- _Data under study_:
☆ ☆ ☆ ☆

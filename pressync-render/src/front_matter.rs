//! Front-matter parsing.
//!
//! A post file may open with a metadata block fenced by two lines that read
//! exactly `---`:
//!
//! ```text
//! ---
//! title: "Hello"
//! date: 2021-03-01
//! category: notes
//! tags: rust, sync
//! status: draft
//! ---
//! Body text in markdown.
//! ```
//!
//! Only the leading block counts; a later `---` is a markdown rule. Files
//! with fewer than two delimiters are all body and keep default metadata.

use chrono::{DateTime, NaiveDate, NaiveTime, TimeZone, Utc};
use serde::Serialize;

use crate::markdown::MarkdownRenderer;

const DELIMITER: &str = "---";
const DATE_FORMAT: &str = "%Y-%m-%d";

/// Metadata recognised in the front-matter block.
#[derive(Debug, Clone, PartialEq, Eq, Serialize)]
pub struct FrontMatter {
    pub title: String,
    pub date: DateTime<Utc>,
    /// `true` when `date` came from the file rather than the default.
    #[serde(skip)]
    pub date_set: bool,
    pub category: String,
    pub tags: String,
    pub status: String,
}

impl FrontMatter {
    /// Defaults used for any key the file does not set.
    pub fn with_date(date: DateTime<Utc>) -> Self {
        Self {
            title: String::new(),
            date,
            date_set: false,
            category: String::new(),
            tags: String::new(),
            status: "publish".to_string(),
        }
    }

    fn apply(&mut self, key: &str, value: &str) {
        match key {
            "title" => self.title = value.to_string(),
            "date" => {
                if let Some(date) = parse_date(value) {
                    self.date = date;
                    self.date_set = true;
                }
            }
            "category" => self.category = value.to_string(),
            "tags" => self.tags = value.to_string(),
            "status" => self.status = value.to_string(),
            _ => {}
        }
    }
}

/// A parsed post file: metadata plus the rendered body.
#[derive(Debug, Clone, PartialEq, Eq, Serialize)]
pub struct Page {
    pub meta: FrontMatter,
    pub body_html: String,
}

/// Parse `raw`, defaulting `date` to the current time.
pub fn parse(raw: &str, renderer: &dyn MarkdownRenderer) -> Page {
    parse_at(raw, renderer, Utc::now())
}

/// Parse `raw` with `now` as the default `date`.
pub fn parse_at(raw: &str, renderer: &dyn MarkdownRenderer, now: DateTime<Utc>) -> Page {
    let mut meta = FrontMatter::with_date(now);
    let (block, body) = split(raw);
    if let Some(block) = block {
        for (key, value) in block.lines().filter_map(key_value) {
            meta.apply(key, value);
        }
    }
    Page {
        meta,
        body_html: renderer.render(body),
    }
}

/// Split `raw` into the front-matter block (without delimiters) and the body.
///
/// Blank lines before the opening delimiter are allowed. Returns `(None, raw)`
/// when the file does not open with a complete block.
pub fn split(raw: &str) -> (Option<&str>, &str) {
    let mut offset = 0;
    let mut block_start = None;

    for line in raw.split_inclusive('\n') {
        let line_end = offset + line.len();
        match block_start {
            None if line.trim().is_empty() => {}
            None if is_delimiter(line) => block_start = Some(line_end),
            None => return (None, raw),
            Some(start) if is_delimiter(line) => {
                return (Some(&raw[start..offset]), &raw[line_end..]);
            }
            Some(_) => {}
        }
        offset = line_end;
    }
    (None, raw)
}

fn is_delimiter(line: &str) -> bool {
    line.trim_end() == DELIMITER
}

/// `key: value` with surrounding whitespace and double quotes removed.
/// Lines without a key before the colon are skipped.
fn key_value(line: &str) -> Option<(&str, &str)> {
    let line = line.trim();
    let colon = line.find(':')?;
    if colon == 0 {
        return None;
    }
    let key = line[..colon].trim();
    let value = line[colon + 1..].trim().trim_matches('"');
    Some((key, value))
}

fn parse_date(value: &str) -> Option<DateTime<Utc>> {
    let date = NaiveDate::parse_from_str(value, DATE_FORMAT).ok()?;
    Some(Utc.from_utc_datetime(&date.and_time(NaiveTime::default())))
}

#[cfg(test)]
mod tests {
    use super::*;

    fn identity(markdown: &str) -> String {
        markdown.to_string()
    }

    fn now() -> DateTime<Utc> {
        Utc.with_ymd_and_hms(2024, 6, 1, 9, 30, 0).unwrap()
    }

    #[test]
    fn split_returns_block_and_body() {
        let (block, body) = split("---\ntitle: x\n---\nbody\n");
        assert_eq!(block, Some("title: x\n"));
        assert_eq!(body, "body\n");
    }

    #[test]
    fn split_without_closing_delimiter_is_all_body() {
        let raw = "---\ntitle: x\nbody\n";
        assert_eq!(split(raw), (None, raw));
    }

    #[test]
    fn split_ignores_rules_after_body_text() {
        let raw = "intro\n---\ntitle: x\n---\nrest\n";
        assert_eq!(split(raw), (None, raw));
    }

    #[test]
    fn split_tolerates_crlf_and_leading_blank_lines() {
        let (block, body) = split("\r\n---\r\ntitle: x\r\n---\r\nbody");
        assert_eq!(block, Some("title: x\r\n"));
        assert_eq!(body, "body");
    }

    #[test]
    fn empty_block_keeps_defaults() {
        let page = parse_at("---\n---\nbody", &identity, now());
        assert_eq!(page.meta, FrontMatter::with_date(now()));
        assert_eq!(page.body_html, "body");
    }

    #[test]
    fn unparsable_date_keeps_default() {
        let page = parse_at("---\ndate: March 1st\n---\n", &identity, now());
        assert_eq!(page.meta.date, now());
        assert!(!page.meta.date_set);
    }

    #[test]
    fn explicit_date_is_flagged() {
        let page = parse_at("---\ndate: 2021-03-01\n---\n", &identity, now());
        assert_eq!(page.meta.date, Utc.with_ymd_and_hms(2021, 3, 1, 0, 0, 0).unwrap());
        assert!(page.meta.date_set);
    }

    #[test]
    fn unknown_keys_and_bare_lines_are_ignored() {
        let raw = "---\nauthor: me\n: orphan\njust words\ntitle: Kept\n---\n";
        let page = parse_at(raw, &identity, now());
        assert_eq!(page.meta.title, "Kept");
        assert_eq!(page.meta.category, "");
    }

    #[test]
    fn value_may_contain_colons() {
        let page = parse_at("---\ntitle: \"Rust: a primer\"\n---\n", &identity, now());
        assert_eq!(page.meta.title, "Rust: a primer");
    }

    #[test]
    fn unclosed_block_discards_metadata() {
        let raw = "---\ntitle: Lost\nbody";
        let page = parse_at(raw, &identity, now());
        assert_eq!(page.meta.title, "");
        assert_eq!(page.body_html, raw);
    }
}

☆ ☆ ☆ ☆

- _Work instructions_: Each line of the data that holds "NaiveTime" should be reported.

- _Response_:
use chrono::{DateTime, NaiveDate, NaiveTime, TimeZone, Utc};
    Some(Utc.from_utc_datetime(&date.and_time(NaiveTime::default())))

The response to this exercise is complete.